Where in the data below does the word "ManifestSource" appear? Copy each line that holds it.

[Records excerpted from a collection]
§

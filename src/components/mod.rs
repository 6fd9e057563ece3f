//! Built-in component catalog.
//!
//! Resource materialization itself stays behind the opaque `Component`
//! trait; this module supplies concrete component types so the Resolver
//! Engine and Binder Registry have something real to exercise. One concrete
//! implementation per pluggable kind, in the same spirit as a provider
//! registry keyed by target platform, scaled down to synthesis-only.

pub mod binders;
pub mod bucket_s3;
pub mod certificate_manager;
pub mod db_postgres;
pub mod key_store;
pub mod lambda_api;
pub mod queue_sqs;
pub mod sns_topic;

use crate::capability::BinderRegistry;
use crate::component::ComponentCatalog;
use crate::config_builder::NormaliseFn;

/// Registers every built-in component factory under its `type` string.
pub fn register_builtins(catalog: &mut ComponentCatalog) {
    catalog.register("lambda-api", || Box::new(lambda_api::LambdaApi::default()));
    catalog.register("db-postgres", || Box::new(db_postgres::DbPostgres::default()));
    catalog.register("queue-sqs", || Box::new(queue_sqs::QueueSqs::default()));
    catalog.register("bucket-s3", || Box::new(bucket_s3::BucketS3::default()));
    catalog.register("certificate-manager", || Box::new(certificate_manager::CertificateManager::default()));
    catalog.register("sns-topic", || Box::new(sns_topic::SnsTopic::default()));
    catalog.register("key-store", || Box::new(key_store::KeyStore::default()));
}

/// Registers every built-in binder strategy.
pub fn register_builtin_binders(registry: &mut BinderRegistry) {
    binders::register(registry);
}

/// Event names a component `type` declares as trigger sources.
pub fn declared_events(component_type: &str) -> Vec<&'static str> {
    match component_type {
        "lambda-api" => vec!["invoke", "error", "cold-start"],
        "queue-sqs" => vec!["message-received", "dead-lettered"],
        "bucket-s3" => vec!["object-created", "object-removed"],
        "sns-topic" => vec!["message-published"],
        "certificate-manager" => vec!["renewal-pending", "validation-failed"],
        "key-store" => vec!["rotation-completed"],
        "db-postgres" => vec![],
        _ => vec![],
    }
}

/// Whether `component_type`'s schema defines a `monitoring` block.
pub fn declares_monitoring(component_type: &str) -> bool {
    matches!(component_type, "lambda-api" | "db-postgres" | "queue-sqs" | "bucket-s3")
}

/// Whether `component_type` is a stateful resource kind.
pub fn is_stateful_type(component_type: &str) -> bool {
    matches!(component_type, "db-postgres" | "queue-sqs" | "bucket-s3" | "certificate-manager" | "key-store")
}

/// The post-merge `normaliseConfig` hook for `component_type`, if any.
pub fn normalise_fn(component_type: &str) -> Option<NormaliseFn> {
    match component_type {
        "lambda-api" => Some(lambda_api::normalise as NormaliseFn),
        "db-postgres" => Some(db_postgres::normalise as NormaliseFn),
        "queue-sqs" => Some(queue_sqs::normalise as NormaliseFn),
        "bucket-s3" => Some(bucket_s3::normalise as NormaliseFn),
        "certificate-manager" => Some(certificate_manager::normalise as NormaliseFn),
        "sns-topic" => Some(sns_topic::normalise as NormaliseFn),
        "key-store" => Some(key_store::normalise as NormaliseFn),
        _ => None,
    }
}
mod support;

use iac_synth::manifest::ManifestSource;
use iac_synth::synthesize;

#[test]
fn empty_manifest_synthesizes_to_an_empty_plan() {
    let scratch = tempfile::tempdir().unwrap();
    let options = support::options(scratch.path());

    let manifest = r#"
service: s
owner: o
complianceFramework: commercial
environment: dev
components: []
"#;

    let outcome = synthesize(
        ManifestSource::Bytes { content: manifest.as_bytes(), label: "inline".into() },
        &options,
    )
    .expect("empty manifest synthesizes");

    assert_eq!(outcome.plan.resource_count(), 0);
    assert!(outcome.report.diagnostics.is_empty());
}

§

Task result:
use iac_synth::manifest::ManifestSource;
        ManifestSource::Bytes { content: manifest.as_bytes(), label: "inline".into() },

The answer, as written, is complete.